Wrapped re-export of kubelib.fromHelm that sets metadata.namespace on all templated objects lacking it. As such, its signature is identical to kubelib.buildHelmChart.

  • chart (derivation): The chart from which to build.
  • values (attrs, default: {}): Values to pass into the chart.
  • includeCRDs (bool, default: true): Whether to include CustomResourceDefinitions in the template output.
  • kubeVersion (str, default: pkgs.kubernetes.version): Target Kubernetes version.
  • apiVersions ([str], default: []): Sets Capabilities.APIVersions.
  • extraOpts ([str], default: []): Additional flags for helm template.

yamlStream

{name, namespace, objs, ...} -> <derivation: a YAML file>

Converts Kubernetes objects from Nix to YAML.
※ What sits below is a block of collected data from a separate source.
use log::{info, Level};
use yew::prelude::*;
use yew_router::prelude::*;

mod analytics;
mod config;
mod content;
mod showcase {
    pub mod controller;
    pub mod language;
    pub mod listener;
    pub mod media;
    pub mod player;
    pub mod schedule;
    pub mod state;
    pub mod swap;
    pub mod visibility;
    pub mod volume;
    #[cfg(test)]
    pub mod testing;
}
mod components {
    pub mod contact_form;
    pub mod earnings_calculator;
    pub mod faq_accordion;
    pub mod floating_orbs;
    pub mod glass_card;
    pub mod language_slider;
    pub mod price_calculator;
    pub mod scroll_spy;
    pub mod tech_marquee;
    pub mod theme_switch;
}
mod pages {
    pub mod landing;
    pub mod privacy;
}

use pages::{landing::Landing, privacy::PrivacyPolicy};

#[derive(Clone, Routable, PartialEq, Debug)]
pub enum Route {
    #[at("/")]
    Home,
    #[at("/privacy")]
    Privacy,
    #[not_found]
    #[at("/404")]
    NotFound,
}

fn switch(routes: Route) -> Html {
    match routes {
        Route::Home => {
            info!("Rendering Landing page");
            html! { <Landing /> }
        }
        Route::Privacy => {
            info!("Rendering Privacy page");
            html! { <PrivacyPolicy /> }
        }
        Route::NotFound => {
            info!("Unknown route, falling back to Landing page");
            html! { <Redirect<Route> to={Route::Home} /> }
        }
    }
}

#[function_component]
fn App() -> Html {
    html! {
        <BrowserRouter>
            <Switch<Route> render={switch} />
        </BrowserRouter>
    }
}

fn main() {
    console_error_panic_hook::set_once();

    console_log::init_with_level(Level::Info).expect("error initializing log");

    info!("Starting {} landing", config::AGENCY_NAME);
    yew::Renderer::<App>::new().render();
}

#[cfg(test)]
mod tests {
    use super::*;

    #[test]
    fn routes_resolve() {
        assert_eq!(Route::recognize("/"), Some(Route::Home));
        assert_eq!(Route::recognize("/privacy"), Some(Route::Privacy));
        assert_eq!(Route::recognize("/does-not-exist"), Some(Route::NotFound));
    }
}
use chrono::Datelike;
use wasm_bindgen::JsCast;
use web_sys::{window, HtmlElement, ScrollBehavior, ScrollToOptions};
use yew::prelude::*;
use yew_hooks::prelude::*;
use yew_router::prelude::*;

use crate::components::contact_form::ContactForm;
use crate::components::earnings_calculator::EarningsCalculator;
use crate::components::faq_accordion::FaqAccordion;
use crate::components::floating_orbs::FloatingOrbs;
use crate::components::glass_card::GlassCard;
use crate::components::price_calculator::PriceCalculator;
use crate::components::scroll_spy::use_scroll_spy;
use crate::components::tech_marquee::TechMarquee;
use crate::components::theme_switch::{Theme, ThemeSwitch};
use crate::config;
use crate::content;
use crate::showcase::player::MediaSwitcher;
use crate::Route;

const HEADER_SCROLLED_PX: f64 = 10.0;
const BACK_TO_TOP_PX: f64 = 600.0;

const SPY_SECTIONS: &[&str] = &["services", "process", "pricing", "cases", "contact", "faq"];

const NAV_LINKS: [(&str, &str); 6] = [
    ("services", "Вы получаете"),
    ("process", "Как мы работаем"),
    ("cases", "Кейсы"),
    ("pricing", "Формат"),
    ("contact", "Контакты"),
    ("faq", "FAQ"),
];

const PROCESS_STEPS: [(&str, &str); 4] = [
    ("Заявка", "Оставляете заявку на сайте, мы быстро связываемся, чтобы обсудить детали и запуск."),
    ("Старт", "Запускаем локализованные каналы, адаптируем контент и берём все технические задачи на себя."),
    ("Рост", "Продвигаем ролики, увеличиваем охваты и помогаем вам выйти на новую аудиторию."),
    ("Оплата", "Справедливое распределение доходов: мы зарабатываем только тогда, когда зарабатываете вы."),
];

const SERVICE_PERKS: [&str; 3] = [
    "Профессиональный перевод и озвучка",
    "Согласование деталей и контроль качества",
    "Быстрый запуск и поддержка",
];

struct PartnerCard {
    icon: &'static str,
    title: &'static str,
    description: &'static str,
}

const PARTNER_CARDS: [PartnerCard; 3] = [
    PartnerCard {
        icon: "🚀",
        title: "Global scale",
        description: "Полный цикл локализации, дубляжа и управления каналами. Вы говорите с миром как будто сами владеете каждым языком.",
    },
    PartnerCard {
        icon: "♡",
        title: "Partner-first",
        description: "Мы не агентство, мы партнёры. Создаём международные медиа-бренды вместе, а не продаём услуги.",
    },
    PartnerCard {
        icon: "◎",
        title: "Zero-risk pilot",
        description: "Запуск на одном рынке без риска. Аналитика, прогноз, тест, масштабирование только после подтверждённого результата.",
    },
];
  • objs ([attrs]): The objects to convert.

app-template.build

{name, namespace, mainImage, values?, kubeVersion?, apiVersions?} -> {builder, args, extraObjects}

Wrapper of helmChart that builds app-template images.

  • mainImage (str): OCI image address for the main container.
  • values (attrs, default: {}): Values to pass into the chart.
  • kubeVersion (str, default: pkgs.kubernetes.version): Target Kubernetes version.
  • apiVersions ([str], default: []): Sets Capabilities.APIVersions.
  • extraOpts ([str], default: []): Additional flags for helm template.

Other signatures

Service (unbuilt)

{name, namespace, charts?, lib?, pkgs?, user?} -> {builder, args, extraObjects?}

A service module as defined in your flake.

Input attrset, of which any of its attributes may be omitted if unused:

  • charts (attrs): A tree of Helm chart derivations.
  • lib (attrs): Turboprop library.
  • pkgs (attrs): Nixpkgs.
  • user (attrs): Additional data for the service module.

Output attrset:

  • builder (function): A builder function.
  • args (attrs): Arguments for the builder function.
  • extraObjects ([attrs], default: null): Kubernetes objects to deploy alongside the service.

Service (loaded)

{name, namespace, kubeVersion, apiVersions} -> {out, extra}

A service module loaded by Turboprop and ready to produce derivations.

Input attrset:

  • name (str): The name of the service.
  • namespace (str): The namespace into which to deploy the service.
  • kubeVersion (str): Target Kubernetes version.
  • apiVersions ([str]): Sets Capabilities.APIVersions.

Output attrset:

  • out (derivation): The service as a YAML file.
  • extra (derivation, default: null): Extra objects as a YAML file.

Builder

{name, namespace, kubeVersion, apiVersions, ...} -> <derivation: a YAML file>

The signature of a generic builder.

  • name (str): The name of the service.
  • namespace (str): The namespace into which to deploy the service.
  • kubeVersion (str): Target Kubernetes version.
  • apiVersions ([str]): Sets Capabilities.APIVersions.

Namespace metadata

{DEFAULT?, ...}

The signature of the nsMetadata argument to mkDerivation.

Each namespace is represented by an attrset; this attrset is copied to the resulting namespace's metadata key at build time. For example, this is equivalent to k label ns/default istio.io/rev=stable:

default = {
  labels = {
    "istio.io/rev" = "stable";
  }
}

Metadata to be applied to all namespaces can be set in the special attrset DEFAULT:

DEFAULT = {
  labels = {
    "istio.io/rev" = "stable";
  };
};

# Opt a namespace out of the defaults.
gateway-system = {};
kube-system = {};
longhorn-system = {};

# To set data beyond the defaults,
# opt the namespace back in.
default =
  DEFAULT
  // {
    labels = {
      "words-words-words-words" = "punchline";
    };
  };

N.B.: namespaces set in extraMetadata but not present in namespaces aren't created.